[Openais] corosync 1.2.5 still doesn't shutdown properly

Steven Dake sdake at redhat.com
Tue Jun 22 11:21:20 PDT 2010


On 06/22/2010 11:07 AM, Vadym Chepkov wrote:
> On Tue, Jun 22, 2010 at 1:49 PM, Steven Dake<sdake at redhat.com>  wrote:
>> On 06/22/2010 03:56 AM, Vadym Chepkov wrote:
>>>
>>> Hi,
>>>
>>> I decided to check if I can start using corosync again on several of
>>> my clusters (have to use heartbeat there at the moment).

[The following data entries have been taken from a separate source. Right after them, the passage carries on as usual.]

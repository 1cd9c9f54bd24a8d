mod common;

use std::sync::Arc;
use std::time::Duration;

use chrono::{TimeZone, Utc};
use gbs_sync::{InMemoryMetrics, Operation, SyncOutcome, OPS_ERROR_TOTAL, OPS_TOTAL};
use gbs_types::{BundleOptions, RemoteRepoRef};

use common::{git, git_available, remote_tip, Fixture, OLD_DATE};

fn repo(url: &str) -> RemoteRepoRef {
    RemoteRepoRef::anonymous(url, "main")
}

#[tokio::test]
async fn push_is_idempotent() {
    if !git_available() {
        return;
    }
    let fx = Fixture::new();
    let sink = fx.bare("sink.git");
    let work = fx.work("src");
    work.commit("a", None);
    let tip = work.commit("b", None);
    let bundle = work.bundle("main");

    let engine = fx.engine();
    for _ in 0..2 {
        let mut body: &[u8] = &bundle;
        let outcome = engine.push(repo(&sink), &mut body).await;
        let receipt = outcome.success().expect("push succeeds");
        assert_eq!(receipt.head.as_deref(), Some(tip.as_str()));
        assert_eq!(receipt.bytes_received, bundle.len() as u64);
    }
    assert_eq!(remote_tip(&sink), tip);
}

#[tokio::test]
async fn partial_bundle_conflicts_until_prerequisite_arrives() {
    if !git_available() {
        return;
    }
    let fx = Fixture::new();
    let sink = fx.bare("sink.git");
    let work = fx.work("src");
    work.commit("a", None);
    let complete = work.bundle("main");
    let tip = work.commit("b", None);
    let partial = work.bundle("main~1..main");

    let engine = fx.engine();
    let mut body: &[u8] = &partial;
    let outcome = engine.push(repo(&sink), &mut body).await;
    assert!(matches!(outcome, SyncOutcome::Conflict(_)), "{outcome:?}");

    let mirror = engine.mirror(repo(&sink)).unwrap();
    assert!(!engine.registry().is_suspect(mirror.workdir()));

    let mut body: &[u8] = &complete;
    assert!(engine.push(repo(&sink), &mut body).await.is_success());

    let mut body: &[u8] = &partial;
    assert!(engine.push(repo(&sink), &mut body).await.is_success());
    assert_eq!(remote_tip(&sink), tip);
}

#[tokio::test]
async fn partial_bundle_conflicts_with_unrelated_history() {
    if !git_available() {
        return;
    }
    let fx = Fixture::new();
    let sink = fx.bare("sink.git");
    let other = fx.work("other");
    let unrelated = other.commit("x", None);
    other.push_to(&sink);

    let work = fx.work("src");
    work.commit("a", None);
    work.commit("b", None);
    let partial = work.bundle("main~1..main");

    let engine = fx.engine();
    let mut body: &[u8] = &partial;
    let outcome = engine.push(repo(&sink), &mut body).await;
    assert!(matches!(outcome, SyncOutcome::Conflict(_)), "{outcome:?}");

    let mirror = engine.mirror(repo(&sink)).unwrap();
    assert!(mirror.exists_locally().await);
    assert!(!engine.registry().is_suspect(mirror.workdir()));
    assert_eq!(remote_tip(&sink), unrelated);
}

#[tokio::test]
async fn push_of_merge_with_two_prerequisites() {
    if !git_available() {
        return;
    }
    let fx = Fixture::new();
    let sink = fx.bare("sink.git");
    let work = fx.work("src");
    work.commit("a", None);
    work.commit("c", None);
    work.push_to(&sink);

    work.branch("side", "main~1");
    work.commit("d", None);
    work.checkout("main");
    let merge = work.merge("side", None);
    let bundle = work.bundle("main~1..main");

    let engine = fx.engine();
    let mut body: &[u8] = &bundle;
    let outcome = engine.push(repo(&sink), &mut body).await;
    assert!(outcome.is_success(), "{outcome:?}");
    assert_eq!(remote_tip(&sink), merge);
}

#[tokio::test]
async fn window_cutting_through_a_merge_is_exported() {
    if !git_available() {
        return;
    }
    let fx = Fixture::new();
    let source = fx.bare("source.git");
    let sink = fx.bare("sink.git");
    let work = fx.work("src");
    work.commit("a", Some(OLD_DATE));
    work.branch("side", "main");
    work.commit("b", Some(OLD_DATE));
    work.checkout("main");
    work.commit("c", Some(OLD_DATE));
    let merge = work.merge("side", None);
    work.push_to(&source);

    let engine = fx.engine();
    let recent = engine
        .pull(repo(&source), &BundleOptions::since(Duration::from_secs(86_400)))
        .await
        .success()
        .expect("pull succeeds");
    assert_eq!(recent.head.commit_id, merge);
    assert!(recent.is_partial);

    // The window only applies on top of a sink that already has both parents.
    let full = engine.pull(repo(&source), &BundleOptions::default()).await.success().unwrap();
    let mut body: &[u8] = &full.bytes;
    assert!(engine.push(repo(&sink), &mut body).await.is_success());
    let mut body: &[u8] = &recent.bytes;
    assert!(engine.push(repo(&sink), &mut body).await.is_success());
    assert_eq!(remote_tip(&sink), merge);
}

#[tokio::test]
async fn empty_remote_pull_has_no_commits() {
    if !git_available() {
        return;
    }
    let fx = Fixture::new();
    let source = fx.bare("empty.git");
    let outcome = fx.engine().pull(repo(&source), &BundleOptions::default()).await;
    assert_eq!(outcome, SyncOutcome::NoContent("no commits".into()));
}

#[tokio::test]
async fn absent_remote_is_not_found() {
    if !git_available() {
        return;
    }
    let fx = Fixture::new();
    let missing = fx.missing("nope.git");
    let engine = fx.engine();

    let outcome = engine.pull(repo(&missing), &BundleOptions::default()).await;
    assert!(matches!(outcome, SyncOutcome::NotFound(_)), "{outcome:?}");

    let work = fx.work("src");
    work.commit("a", None);
    let bundle = work.bundle("main");
    let mut body: &[u8] = &bundle;
    let outcome = engine.push(repo(&missing), &mut body).await;
    assert!(matches!(outcome, SyncOutcome::NotFound(_)), "{outcome:?}");
}

#[tokio::test]
async fn filter_covering_all_history_hashes_like_no_filter() {
    if !git_available() {
        return;
    }
    let fx = Fixture::new();
    let source = fx.bare("source.git");
    let work = fx.work("src");
    let tip = work.commit("a", None);
    work.push_to(&source);

    let engine = fx.engine();
    let full = engine.pull(repo(&source), &BundleOptions::default()).await.success().unwrap();
    assert_eq!(full.head.commit_id, tip);
    assert!(!full.is_partial);

    let week = engine
        .pull(repo(&source), &BundleOptions::since(Duration::from_secs(7 * 86_400)))
        .await
        .success()
        .unwrap();
    assert_eq!(week.idempotency_hash, full.idempotency_hash);
    assert!(week.is_partial);

    let after = engine
        .pull(repo(&source), &BundleOptions::after(Utc.with_ymd_and_hms(2000, 1, 1, 0, 0, 0).unwrap()))
        .await
        .success()
        .unwrap();
    assert_eq!(after.idempotency_hash, full.idempotency_hash);
    assert!(after.is_partial);
}

#[tokio::test]
async fn window_older_than_history_has_nothing_new() {
    if !git_available() {
        return;
    }
    let fx = Fixture::new();
    let source = fx.bare("source.git");
    let work = fx.work("src");
    work.commit("a", Some(OLD_DATE));
    work.push_to(&source);

    let outcome = fx
        .engine()
        .pull(repo(&source), &BundleOptions::since(Duration::from_secs(3600)))
        .await;
    match outcome {
        SyncOutcome::NoContent(reason) => assert!(reason.starts_with("no new commits since "), "{reason}"),
        other => panic!("expected no content, got {other:?}"),
    }
}

#[tokio::test]
async fn partial_pull_is_flagged_and_hashed_with_filter() {
    if !git_available() {
        return;
    }
    let fx = Fixture::new();
    let source = fx.bare("source.git");
    let work = fx.work("src");
    work.commit("old", Some(OLD_DATE));
    let tip = work.commit("new", None);
    work.push_to(&source);

    let engine = fx.engine();
    let full = engine.pull(repo(&source), &BundleOptions::default()).await.success().unwrap();
    let recent = engine
        .pull(repo(&source), &BundleOptions::since(Duration::from_secs(86_400)))
        .await
        .success()
        .unwrap();
    assert_eq!(recent.head.commit_id, tip);
    assert!(recent.is_partial);
    assert_ne!(recent.idempotency_hash, full.idempotency_hash);
}

#[tokio::test]
async fn pulled_bundle_has_one_head() {
    if !git_available() {
        return;
    }
    let fx = Fixture::new();
    let source = fx.bare("source.git");
    let work = fx.work("src");
    work.commit("a", None);
    work.push_to(&source);

    let pulled = fx.engine().pull(repo(&source), &BundleOptions::default()).await.success().unwrap();
    let file = fx.path().join("pulled.bundle");
    std::fs::write(&file, &pulled.bytes).unwrap();
    let listing = git(fx.path(), &["bundle", "list-heads", &file.to_string_lossy()], None);
    assert_eq!(listing.lines().count(), 1);
    assert_eq!(pulled.head.ref_name, "refs/heads/main");
}

#[tokio::test]
async fn pull_push_pull_round_trip() {
    if !git_available() {
        return;
    }
    let fx = Fixture::new();
    let source = fx.bare("source.git");
    let sink = fx.bare("sink.git");
    let work = fx.work("src");
    work.commit("a", None);
    let tip = work.commit("b", None);
    work.push_to(&source);

    let engine = fx.engine();
    let pulled = engine.pull(repo(&source), &BundleOptions::default()).await.success().unwrap();

    let mut body: &[u8] = &pulled.bytes;
    assert!(engine.push(repo(&sink), &mut body).await.is_success());

    let back = engine.pull(repo(&sink), &BundleOptions::default()).await.success().unwrap();
    assert_eq!(back.head.commit_id, tip);
    assert_eq!(back.idempotency_hash, pulled.idempotency_hash);
}

#[tokio::test]
async fn pull_sees_new_commits_on_existing_mirror() {
    if !git_available() {
        return;
    }
    let fx = Fixture::new();
    let source = fx.bare("source.git");
    let work = fx.work("src");
    work.commit("a", None);
    work.push_to(&source);

    let engine = fx.engine();
    let first = engine.pull(repo(&source), &BundleOptions::default()).await.success().unwrap();

    let tip = work.commit("b", None);
    work.push_to(&source);
    let second = engine.pull(repo(&source), &BundleOptions::default()).await.success().unwrap();
    assert_eq!(second.head.commit_id, tip);
    assert_ne!(second.idempotency_hash, first.idempotency_hash);
}

#[tokio::test]
async fn branches_of_one_remote_use_separate_mirrors() {
    if !git_available() {
        return;
    }
    let fx = Fixture::new();
    let source = fx.bare("source.git");
    let work = fx.work("src");
    let main_tip = work.commit("a", None);
    work.push_to(&source);

    let engine = fx.engine();
    let main = engine.mirror(repo(&source)).unwrap();
    let dev = engine.mirror(RemoteRepoRef::anonymous(&source, "dev")).unwrap();
    assert_ne!(main.workdir(), dev.workdir());

    let outcome = engine.pull(RemoteRepoRef::anonymous(&source, "dev"), &BundleOptions::default()).await;
    assert_eq!(outcome, SyncOutcome::NoContent("no commits".into()));
    let pulled = engine.pull(repo(&source), &BundleOptions::default()).await.success().unwrap();
    assert_eq!(pulled.head.commit_id, main_tip);
}

#[tokio::test]
async fn suspect_mirror_is_rebuilt() {
    if !git_available() {
        return;
    }
    let fx = Fixture::new();
    let source = fx.bare("source.git");
    let work = fx.work("src");
    let tip = work.commit("a", None);
    work.push_to(&source);

    let engine = fx.engine();
    assert!(engine.pull(repo(&source), &BundleOptions::default()).await.is_success());

    let mirror = engine.mirror(repo(&source)).unwrap();
    let marker = mirror.workdir().join("left-behind");
    std::fs::write(&marker, "x").unwrap();
    engine.registry().mark_suspect(mirror.workdir());

    let pulled = engine.pull(repo(&source), &BundleOptions::default()).await.success().unwrap();
    assert_eq!(pulled.head.commit_id, tip);
    assert!(!marker.exists());
}

#[tokio::test]
async fn concurrent_pushes_to_one_mirror_serialize() {
    if !git_available() {
        return;
    }
    let fx = Fixture::new();
    let sink = fx.bare("sink.git");
    let work = fx.work("src");
    work.commit("a", None);
    let tip = work.commit("b", None);
    let bundle = Arc::new(work.bundle("main"));

    let engine = fx.engine();
    let mut tasks = Vec::new();
    for _ in 0..4 {
        let engine = engine.clone();
        let bundle = Arc::clone(&bundle);
        let sink = sink.clone();
        tasks.push(tokio::spawn(async move {
            let mut body: &[u8] = &bundle;
            engine.push(repo(&sink), &mut body).await
        }));
    }
    for t in tasks {
        let outcome = t.await.unwrap();
        assert!(outcome.is_success(), "{outcome:?}");
    }
    assert_eq!(remote_tip(&sink), tip);
}

#[tokio::test]
async fn outcomes_are_counted() {
    if !git_available() {
        return;
    }
    let fx = Fixture::new();
    let source = fx.bare("empty.git");
    let missing = fx.missing("nope.git");
    let metrics = Arc::new(InMemoryMetrics::new());
    let engine = fx.engine().with_metrics(metrics.clone());

    engine.pull(repo(&source), &BundleOptions::default()).await;
    engine.pull(repo(&missing), &BundleOptions::default()).await;

    let s = metrics.snapshot();
    assert_eq!(s.get(OPS_TOTAL, Operation::Pull, &source), 1);
    assert_eq!(s.get(OPS_ERROR_TOTAL, Operation::Pull, &source), 0);
    assert_eq!(s.get(OPS_TOTAL, Operation::Pull, &missing), 1);
    assert_eq!(s.get(OPS_ERROR_TOTAL, Operation::Pull, &missing), 1);
}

>>> I don't even have any services defined in corosync.conf, commented
>>> pacemaker out, just plain corosync and it never goes down:
>>>
>>> # ps axf|grep corosync
>>> 26294 pts/0    S+     0:00  |               \_ /bin/sh /sbin/service
>>> corosync restart
>>> 26299 pts/0    S+     0:01  |                   \_ /bin/bash
>>> /etc/init.d/corosync restart
>>> 29249 pts/1    S+     0:00                  \_ grep corosync
>>> 25959 ?        Ssl    0:00 corosync
>>>
>>>
>>> I attached to the process and this is where it hangs:
>>>
>>> (gdb) where
>>> #0  0x0fe14134 in poll () from /lib/libc.so.6
>>> #1  0x0ffbc530 in poll_run (handle=150346236434579456) at coropoll.c:413
>>> #2  0x10006e50 in main (argc=<value optimized out>, argv=<value
>>> optimized out>) at main.c:1576
>>>
>>> How can I help to debug this problem?

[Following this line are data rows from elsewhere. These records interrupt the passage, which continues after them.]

use gbs_git::{Condition, GitError};
use gbs_types::{BundleFilter, TypeError};
use thiserror::Error;

#[derive(Debug, Error)]
pub enum BundleError {
    /// No commits matched the filter.
    #[error("refusing to create empty bundle ({filter})")]
    Empty { filter: BundleFilter },

    #[error("malformed line in bundle head listing: {line:?}")]
    MalformedHead { line: String },

    #[error("invalid bundle: {0}")]
    Invalid(#[from] TypeError),

    #[error(transparent)]
    Git(#[from] GitError),
}

impl BundleError {
    /// Classification of the underlying git failure, if any.
    pub fn condition(&self) -> Condition {
        match self {
            Self::Empty { .. } => Condition::EmptyBundle,
            Self::Git(e) => e.condition(),
            _ => Condition::Other,
        }
    }
}

impl From<std::io::Error> for BundleError {
    fn from(e: std::io::Error) -> Self {
        Self::Git(GitError::Io(e))
    }
}

pub type BundleResult<T> = Result<T, BundleError>;
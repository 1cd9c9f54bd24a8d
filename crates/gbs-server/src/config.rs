use std::fmt;
use std::net::SocketAddr;
use std::path::{Path, PathBuf};
use std::time::Duration;

use gbs_git::GitConfig;
use serde::{Deserialize, Serialize};

use crate::error::{ServerError, ServerResult};

const DEFAULT_BIND_ADDR: SocketAddr = SocketAddr::new(
    std::net::IpAddr::V4(std::net::Ipv4Addr::UNSPECIFIED),
    8185,
);

#[derive(Clone, Serialize, Deserialize)]
#[serde(default)]
pub struct ServerConfig {
    pub bind_addr: SocketAddr,
    /// Root of all mirrors and scratch files.
    pub scratch_dir: PathBuf,
    /// Remote exported by `GET /pull/*branch`.
    pub source_repo: Option<String>,
    /// Remote fed by `POST /push/*branch`.
    pub sink_repo: Option<String>,
    /// Credential presented to the git remotes; falls back to `auth_token`
    /// when empty.
    #[serde(skip_serializing)]
    pub remote_token: String,
    /// Bearer token HTTP clients must present.
    #[serde(skip_serializing)]
    pub auth_token: String,
    /// Serve pulls to clients without a bearer token.
    pub allow_anonymous_read: bool,
    pub max_bundle_size: u64,
    pub shutdown_timeout_secs: u64,
    pub git: GitConfig,
}

impl Default for ServerConfig {
    fn default() -> Self {
        Self {
            bind_addr: DEFAULT_BIND_ADDR,
            scratch_dir: std::env::temp_dir().join("git-bundle-sync"),
            source_repo: None,
            sink_repo: None,
            remote_token: String::new(),
            auth_token: String::new(),
            allow_anonymous_read: false,
            max_bundle_size: 512 * 1024 * 1024,
            shutdown_timeout_secs: 10,
            git: GitConfig::default(),
        }
    }
}

impl ServerConfig {
    pub fn from_toml_str(s: &str) -> ServerResult<Self> {
        toml::from_str(s).map_err(|e| ServerError::Config(e.to_string()))
    }

    pub fn load(path: &Path) -> ServerResult<Self> {
        let text = std::fs::read_to_string(path)?;
        Self::from_toml_str(&text)
    }

    pub fn validate(&self) -> ServerResult<()> {
        if self.auth_token.is_empty() {
            return Err(ServerError::Config("auth-token must be set".into()));
        }
        if self.source_repo.is_none() && self.sink_repo.is_none() {
            return Err(ServerError::Config("either source-repo or sink-repo must be set".into()));
        }
        if self.scratch_dir.as_os_str().is_empty() {
            return Err(ServerError::Config("scratch-dir must be set".into()));
        }
        if self.max_bundle_size == 0 {
            return Err(ServerError::Config("max-bundle-size must be positive".into()));
        }
        Ok(())
    }

    /// Token used when talking to the git remotes.
    pub fn effective_remote_token(&self) -> &str {
        if self.remote_token.is_empty() {
            &self.auth_token
        } else {
            &self.remote_token
        }
    }

    pub fn shutdown_timeout(&self) -> Duration {
        Duration::from_secs(self.shutdown_timeout_secs)
    }
}

impl fmt::Debug for ServerConfig {
    fn fmt(&self, f: &mut fmt::Formatter<'_>) -> fmt::Result {
        let redact = |s: &str| if s.is_empty() { "" } else { "<redacted>" };
        f.debug_struct("ServerConfig")
            .field("bind_addr", &self.bind_addr)
            .field("scratch_dir", &self.scratch_dir)
            .field("source_repo", &self.source_repo)
            .field("sink_repo", &self.sink_repo)
            .field("remote_token", &redact(&self.remote_token))
            .field("auth_token", &redact(&self.auth_token))
            .field("allow_anonymous_read", &self.allow_anonymous_read)
            .field("max_bundle_size", &self.max_bundle_size)
            .field("shutdown_timeout_secs", &self.shutdown_timeout_secs)
            .field("git", &self.git)
            .finish()
    }
}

>>> It is 100% reproducible.
>>>
>>> Thank you,
>>> Vadym
>>> ________
>>
>> Vadym,
>>
>> Thanks for the feedback.  I do test this scenario and it works for me:
>>
>> [root at cast flatiron]# service corosync start
>> Starting Corosync Cluster Engine (corosync):               [  OK  ]

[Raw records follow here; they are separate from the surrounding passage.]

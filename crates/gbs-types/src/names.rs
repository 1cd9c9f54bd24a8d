//! Branch name validation.
//!
//! Branch names reach the `git` command line and the mirror's config file, so
//! anything `git check-ref-format --branch` would refuse is rejected up front.
//! Valid branch names:
//! - Must be non-empty
//! - Must not start with `-` (it would be read as an option)
//! - Must not contain whitespace, control characters, `~`, `^`, `:`, `?`, `*`, `[`, `\`
//! - Must not contain `..` or `@{`, and must not be exactly `@`
//! - Must not start or end with `/`, must not end with `.` or `.lock`
//! - Components between slashes must be non-empty and must not start with `.`

use crate::error::{TypeError, TypeResult};

const FORBIDDEN_CHARS: &[char] = &[' ', '\t', '~', '^', ':', '?', '*', '[', '\\'];

fn invalid(name: &str, reason: impl Into<String>) -> TypeError {
    TypeError::InvalidBranchName {
        name: name.to_string(),
        reason: reason.into(),
    }
}

/// Validate a branch name, returning `Ok(())` if git would accept it.
///
/// # Examples
///
/// ```
/// use gbs_types::names::validate_branch_name;
///
/// assert!(validate_branch_name("main").is_ok());
/// assert!(validate_branch_name("release/1.x").is_ok());
/// assert!(validate_branch_name("").is_err());
/// assert!(validate_branch_name("--upload-pack=evil").is_err());
/// ```
pub fn validate_branch_name(name: &str) -> TypeResult<()> {
    if name.is_empty() {
        return Err(invalid(name, "branch name must not be empty"));
    }
    if name.starts_with('-') {
        return Err(invalid(name, "must not start with '-'"));
    }
    if name == "@" {
        return Err(invalid(name, "must not be '@'"));
    }
    if let Some(ch) = name
        .chars()
        .find(|c| c.is_control() || FORBIDDEN_CHARS.contains(c))
    {
        return Err(invalid(name, format!("contains forbidden character: {ch:?}")));
    }
    if name.contains("..") {
        return Err(invalid(name, "must not contain '..'"));
    }
    if name.contains("@{") {
        return Err(invalid(name, "must not contain '@{'"));
    }
    if name.starts_with('/') || name.ends_with('/') {
        return Err(invalid(name, "must not start or end with '/'"));
    }
    if name.ends_with('.') {
        return Err(invalid(name, "must not end with '.'"));
    }
    if name.ends_with(".lock") {
        return Err(invalid(name, "must not end with '.lock'"));
    }

    for component in name.split('/') {
        if component.is_empty() {
            return Err(invalid(name, "path components must not be empty"));
        }
        if component.starts_with('.') {
            return Err(invalid(
                name,
                format!("component must not start with '.': {component:?}"),
            ));
        }
    }

    Ok(())
}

>> [root at cast flatiron]# service corosync restart
>> Signaling Corosync Cluster Engine (corosync) to terminate: [  OK  ]
>> Waiting for corosync services to unload:.                  [  OK  ]
>> Starting Corosync Cluster Engine (corosync):               [  OK  ]
>> [root at cast flatiron]# service corosync stop
>> Signaling Corosync Cluster Engine (corosync) to terminate: [  OK  ]
>> Waiting for corosync services to unload:.                  [  OK  ]
>> [root at cast flatiron]# service corosync start
>> Starting Corosync Cluster Engine (corosync):               [  OK  ]
>> [root at cast flatiron]# /etc/init.d/corosync restart
>> Signaling Corosync Cluster Engine (corosync) to terminate: [  OK  ]
>> Waiting for corosync services to unload:.                  [  OK  ]
>> Starting Corosync Cluster Engine (corosync):               [  OK  ]
>>
>>
>> One thing that would stop corosync from shutting down is if it couldn't
>> enter operational state.  This often happens because of a firewall enabled
>> on the ports corosync uses to communicate.
>>
>> The system logs would be helpful (with debug: on).
>>
>> Regards
>> -steve
>
>
> And it works fine on Intel based servers, but on Redhat PPC based
> server it doesn't
>
> I attached the config and the log file
>
> Thanks,
> Vadym

Nothing jumps out from the logs.  Thanks for the pointer about ppc. 
I'll hunt down some PPC hardware and see if I can reproduce/fix.  Could 
you be more specific about which ppc (32 or 64) you were running?  Where 
you running BE and LE in same cluster?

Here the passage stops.